Top of ENTRIES SHOWN

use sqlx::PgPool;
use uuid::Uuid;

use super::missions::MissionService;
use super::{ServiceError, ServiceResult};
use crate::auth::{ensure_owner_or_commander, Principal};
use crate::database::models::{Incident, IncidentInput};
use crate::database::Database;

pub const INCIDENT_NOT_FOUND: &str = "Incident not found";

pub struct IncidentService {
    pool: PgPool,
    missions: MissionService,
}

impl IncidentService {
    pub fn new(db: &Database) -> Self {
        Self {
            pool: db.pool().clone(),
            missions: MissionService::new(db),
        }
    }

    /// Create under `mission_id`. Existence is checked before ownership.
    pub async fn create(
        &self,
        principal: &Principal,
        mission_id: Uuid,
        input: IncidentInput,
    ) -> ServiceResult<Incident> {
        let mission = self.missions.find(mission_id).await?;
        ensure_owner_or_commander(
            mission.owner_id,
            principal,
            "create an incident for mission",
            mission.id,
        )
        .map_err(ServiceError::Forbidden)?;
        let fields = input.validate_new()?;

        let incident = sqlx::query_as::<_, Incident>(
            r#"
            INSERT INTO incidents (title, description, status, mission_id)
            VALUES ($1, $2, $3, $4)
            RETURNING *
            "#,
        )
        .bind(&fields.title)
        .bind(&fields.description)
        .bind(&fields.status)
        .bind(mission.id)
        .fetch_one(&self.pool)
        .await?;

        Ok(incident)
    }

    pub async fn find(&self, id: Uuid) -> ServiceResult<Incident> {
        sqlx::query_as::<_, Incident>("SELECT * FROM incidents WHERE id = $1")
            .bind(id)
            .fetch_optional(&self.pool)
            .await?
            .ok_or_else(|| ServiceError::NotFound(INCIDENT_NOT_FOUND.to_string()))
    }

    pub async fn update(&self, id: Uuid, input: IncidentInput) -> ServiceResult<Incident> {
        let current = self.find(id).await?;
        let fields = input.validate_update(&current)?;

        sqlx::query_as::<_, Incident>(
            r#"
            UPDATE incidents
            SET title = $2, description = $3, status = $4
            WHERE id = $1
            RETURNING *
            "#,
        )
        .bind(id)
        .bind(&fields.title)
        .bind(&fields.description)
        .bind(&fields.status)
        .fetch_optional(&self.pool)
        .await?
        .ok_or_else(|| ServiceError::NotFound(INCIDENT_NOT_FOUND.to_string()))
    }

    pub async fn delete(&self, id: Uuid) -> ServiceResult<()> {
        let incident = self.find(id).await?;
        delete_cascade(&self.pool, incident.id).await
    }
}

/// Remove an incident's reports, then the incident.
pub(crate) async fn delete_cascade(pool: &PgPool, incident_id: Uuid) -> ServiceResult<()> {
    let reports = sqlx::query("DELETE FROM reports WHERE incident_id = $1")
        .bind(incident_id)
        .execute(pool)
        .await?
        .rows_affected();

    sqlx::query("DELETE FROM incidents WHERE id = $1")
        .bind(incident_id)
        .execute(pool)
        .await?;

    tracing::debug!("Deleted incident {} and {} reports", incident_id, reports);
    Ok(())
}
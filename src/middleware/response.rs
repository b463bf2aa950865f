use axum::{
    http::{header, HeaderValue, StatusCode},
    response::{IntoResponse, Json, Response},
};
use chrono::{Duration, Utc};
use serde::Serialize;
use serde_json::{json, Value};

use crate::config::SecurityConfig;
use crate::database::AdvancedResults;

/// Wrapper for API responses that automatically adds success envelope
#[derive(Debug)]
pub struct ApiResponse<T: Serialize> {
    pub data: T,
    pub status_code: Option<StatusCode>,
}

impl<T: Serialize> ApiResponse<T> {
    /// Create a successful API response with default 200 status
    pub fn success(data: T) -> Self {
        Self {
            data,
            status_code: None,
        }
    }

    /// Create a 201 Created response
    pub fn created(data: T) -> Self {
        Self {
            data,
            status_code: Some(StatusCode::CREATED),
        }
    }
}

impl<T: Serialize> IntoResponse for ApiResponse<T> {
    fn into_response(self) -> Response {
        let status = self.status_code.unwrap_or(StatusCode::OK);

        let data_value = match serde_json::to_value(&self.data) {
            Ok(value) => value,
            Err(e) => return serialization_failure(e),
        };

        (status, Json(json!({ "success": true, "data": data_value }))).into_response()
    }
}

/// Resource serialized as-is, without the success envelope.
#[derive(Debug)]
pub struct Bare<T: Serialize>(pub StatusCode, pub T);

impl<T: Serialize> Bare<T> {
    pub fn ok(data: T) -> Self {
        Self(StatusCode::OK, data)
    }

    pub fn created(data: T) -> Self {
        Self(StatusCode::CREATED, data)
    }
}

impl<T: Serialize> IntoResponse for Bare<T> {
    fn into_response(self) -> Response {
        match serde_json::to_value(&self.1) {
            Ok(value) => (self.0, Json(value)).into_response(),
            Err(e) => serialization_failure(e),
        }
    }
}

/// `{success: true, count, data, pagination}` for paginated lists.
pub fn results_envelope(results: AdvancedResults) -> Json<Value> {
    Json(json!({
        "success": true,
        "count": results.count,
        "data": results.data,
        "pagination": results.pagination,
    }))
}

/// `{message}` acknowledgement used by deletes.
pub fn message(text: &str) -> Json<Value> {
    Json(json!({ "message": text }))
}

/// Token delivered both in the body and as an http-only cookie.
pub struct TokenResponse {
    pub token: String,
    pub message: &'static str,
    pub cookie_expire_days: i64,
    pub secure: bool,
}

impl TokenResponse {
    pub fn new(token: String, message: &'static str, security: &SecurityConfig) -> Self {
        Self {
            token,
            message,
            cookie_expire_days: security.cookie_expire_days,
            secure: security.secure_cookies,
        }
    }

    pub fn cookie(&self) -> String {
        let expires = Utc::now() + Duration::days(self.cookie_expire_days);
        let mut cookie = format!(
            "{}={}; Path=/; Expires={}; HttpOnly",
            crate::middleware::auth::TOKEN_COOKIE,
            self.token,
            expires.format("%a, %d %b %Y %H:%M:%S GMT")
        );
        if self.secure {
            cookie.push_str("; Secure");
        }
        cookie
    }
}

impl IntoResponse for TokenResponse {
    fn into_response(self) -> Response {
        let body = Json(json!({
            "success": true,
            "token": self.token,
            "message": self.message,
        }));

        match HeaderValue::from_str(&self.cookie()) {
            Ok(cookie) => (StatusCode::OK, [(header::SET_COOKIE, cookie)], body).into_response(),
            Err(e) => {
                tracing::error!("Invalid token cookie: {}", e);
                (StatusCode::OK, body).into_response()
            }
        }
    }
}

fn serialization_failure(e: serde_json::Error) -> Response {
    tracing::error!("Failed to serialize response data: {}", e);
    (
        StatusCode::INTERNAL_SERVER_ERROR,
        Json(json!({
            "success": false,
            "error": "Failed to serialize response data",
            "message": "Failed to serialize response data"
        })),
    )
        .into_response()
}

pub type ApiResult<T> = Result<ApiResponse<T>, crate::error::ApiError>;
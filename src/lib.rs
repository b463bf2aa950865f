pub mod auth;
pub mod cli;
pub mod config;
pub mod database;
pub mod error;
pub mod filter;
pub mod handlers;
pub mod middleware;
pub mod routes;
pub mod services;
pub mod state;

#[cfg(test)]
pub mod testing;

Bottom of ENTRIES SHOWN

• INSTRUCTIONS FOR THE TASK: Reproduce each line of the records in which the word "sqlx" appears.

• RESULT OF THE TASK:
use sqlx::PgPool;
        let incident = sqlx::query_as::<_, Incident>(
        sqlx::query_as::<_, Incident>("SELECT * FROM incidents WHERE id = $1")
        sqlx::query_as::<_, Incident>(
    let reports = sqlx::query("DELETE FROM reports WHERE incident_id = $1")
    sqlx::query("DELETE FROM incidents WHERE id = $1")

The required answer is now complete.